Mea culpa. Only a few minutes after Benjamin Netanyahu completed his address to the U.N. General Assembly yesterday, I sat in the balcony of the hall, even as it emptied out, and banged out a post about an error in Netanyahu's use of his visual aid, the now-infamous Wile E. Coyote bomb chart (which might actually be a Rocky And Bullwinkle bomb chart). I thought Netanyahu was being serious. I thought he was explaining a wonky nuclear non-proliferation issue with an over-simplified chart. I though he was making his red line, as he put it, "clear." I was wrong.
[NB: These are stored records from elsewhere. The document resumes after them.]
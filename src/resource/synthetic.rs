//! Deterministic synthetic weather for sites without usable external data.
//!
//! The generator is a pure function of `(coordinates, date range)`: the RNG
//! seed is derived from those inputs alone, so the same request always
//! synthesizes the same series.

use chrono::{Datelike, Duration, NaiveDateTime, NaiveTime, Timelike};
use rand::{SeedableRng, rngs::StdRng};
use rand_distr::{Distribution, StandardNormal};

use super::series::HourlyResource;
use crate::request::{Coordinates, DateRange};

/// AR(1) state that reverts towards `mean` with persistence `alpha`.
#[derive(Debug, Clone)]
struct Ar1 {
    mean: f64,
    alpha: f64,
    noise_std: f64,
    min: f64,
    max: f64,
    value: f64,
}

impl Ar1 {
    fn new(mean: f64, alpha: f64, noise_std: f64, min: f64, max: f64) -> Self {
        Self {
            mean,
            alpha,
            noise_std,
            min,
            max,
            value: mean,
        }
    }

    fn step(&mut self, rng: &mut StdRng) -> f64 {
        let eps: f64 = StandardNormal.sample(rng);
        self.value = self.mean + self.alpha * (self.value - self.mean) + self.noise_std * eps;
        self.value = self.value.clamp(self.min, self.max);
        self.value
    }
}

/// Every hour covered by `range`, starting at midnight of the first day.
pub fn hourly_timestamps(range: &DateRange) -> Vec<NaiveDateTime> {
    let start = range.start_date.and_time(NaiveTime::default());
    (0..range.hours())
        .map(|h| start + Duration::hours(h as i64))
        .collect()
}

/// Seed derived from the site and window only.
pub fn seed_for(coordinates: &Coordinates, range: &DateRange) -> u64 {
    let mut h = splitmix64(coordinates.latitude.to_bits());
    h = splitmix64(h ^ coordinates.longitude.to_bits().rotate_left(17));
    h = splitmix64(h ^ range.start_date.num_days_from_ce() as u64);
    splitmix64(h ^ (range.end_date.num_days_from_ce() as u64).rotate_left(32))
}

fn splitmix64(mut x: u64) -> u64 {
    x = x.wrapping_add(0x9E37_79B9_7F4A_7C15);
    x = (x ^ (x >> 30)).wrapping_mul(0xBF58_476D_1CE4_E5B9);
    x = (x ^ (x >> 27)).wrapping_mul(0x94D0_49BB_1331_11EB);
    x ^ (x >> 31)
}

/// Solar declination in radians for a day of the year.
fn declination(day_of_year: u32) -> f64 {
    let n = f64::from(day_of_year);
    23.45_f64.to_radians() * (2.0 * std::f64::consts::PI * (284.0 + n) / 365.0).sin()
}

/// Clear-sky global horizontal irradiance (W/m²) at the middle of `hour`.
pub fn clear_sky_irradiance(latitude: f64, day_of_year: u32, hour: u32) -> f64 {
    let phi = latitude.to_radians();
    let delta = declination(day_of_year);
    let omega = (15.0 * (f64::from(hour) + 0.5 - 12.0)).to_radians();
    let sin_alt = phi.sin() * delta.sin() + phi.cos() * delta.cos() * omega.cos();
    if sin_alt <= 0.0 {
        return 0.0;
    }
    1098.0 * sin_alt * (-0.057 / sin_alt).exp()
}

/// Seasonal phase in `[-1, 1]`: 1 at local midsummer, -1 at midwinter.
fn summer_phase(latitude: f64, day_of_year: u32) -> f64 {
    let peak = if latitude >= 0.0 { 200.0 } else { 17.0 };
    (2.0 * std::f64::consts::PI * (f64::from(day_of_year) - peak) / 365.0).cos()
}

/// Synthesizes an hourly series for the site and window.
pub fn synthesize(coordinates: &Coordinates, range: &DateRange) -> Vec<HourlyResource> {
    let mut rng = StdRng::seed_from_u64(seed_for(coordinates, range));
    let lat = coordinates.latitude;
    let abs_lat = lat.abs();

    let mut cloud = Ar1::new(0.78, 0.92, 0.06, 0.15, 1.0);
    let mut gust = Ar1::new(1.0, 0.9, 0.08, 0.1, 2.5);
    let mut temp_anomaly = Ar1::new(0.0, 0.95, 0.45, -8.0, 8.0);
    let mut flow_noise = Ar1::new(0.0, 0.99, 0.01, -0.15, 0.15);

    let annual_mean_c = 27.0 - 0.006 * lat * lat;
    let seasonal_amp_c = 0.25 * abs_lat;
    let mean_wind = 4.0 + 0.04 * abs_lat;
    let melt_peak = if lat >= 0.0 { 130.0 } else { 310.0 };

    hourly_timestamps(range)
        .into_iter()
        .map(|timestamp| {
            let doy = timestamp.ordinal();
            let hour = timestamp.hour();
            let season = summer_phase(lat, doy);
            let diurnal = (2.0 * std::f64::consts::PI * (f64::from(hour) - 15.0) / 24.0).cos();

            let irradiance = clear_sky_irradiance(lat, doy, hour) * cloud.step(&mut rng);

            let wind = mean_wind * (1.0 - 0.15 * season) * (1.0 + 0.1 * diurnal)
                * gust.step(&mut rng);

            let temperature = annual_mean_c
                + seasonal_amp_c * season
                + 5.0 * diurnal
                + temp_anomaly.step(&mut rng);

            let melt = (2.0 * std::f64::consts::PI * (f64::from(doy) - melt_peak) / 365.0).cos();
            let hydro = (0.5 + 0.3 * melt + flow_noise.step(&mut rng)).clamp(0.0, 1.0);

            HourlyResource {
                timestamp,
                irradiance_w_m2: irradiance.max(0.0),
                wind_speed_m_s: wind.max(0.0),
                hydro_availability: hydro,
                temperature_c: temperature,
            }
        })
        .collect()
}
Several friends raised with me the misreading I'd made about Netanyahu's chart. I was to discover that I'd conflated the metrics in the diagram—the listed percentages—with what I thought were levels of uranium enrichment. Uranium spun in centrifuges to a purity of 90 percent makes for weapons-grade stuff. Since Netanyahu was discussing Iranian uranium enrichment, I mistook his chart for referencing these levels. In fact, Netanyahu's chart wasn't about anything technical, anything clear.
Instead, Netanyahu's chart used an invented metric: the degree to which Iran had moved along the continuum to producing a nuclear weapon, where things go bang at 100 percent. So the diagram had a Seinfeldian twist: it was about nothing. It's as if he just needed to make up his 90 percent metric because, well, above 90 percent sounds very dire—it's almost there!—and he wanted to give the sense of desperation and exacerbation that things had gone so far without any action.There are other issues with Bibi's presentation—includingl that his message was misleading in terms of the actual technical nuclear work he did describe. Among these, the lack of clarity reigned supreme—the New York Times even wrote up the confusion among prominent Israeli analysts. But perhaps the lack of clarity was the point: sanctions against Iran are biting, the world seems to have little appetite for another war, and Iran is still technically not to the point of being able to build a weapon—a course of action they have not even yet decided on. Iran is playing it safe. Thus Netanyahu created the illusion of alarm, of urgency to act, and I fell for it. I regret the error.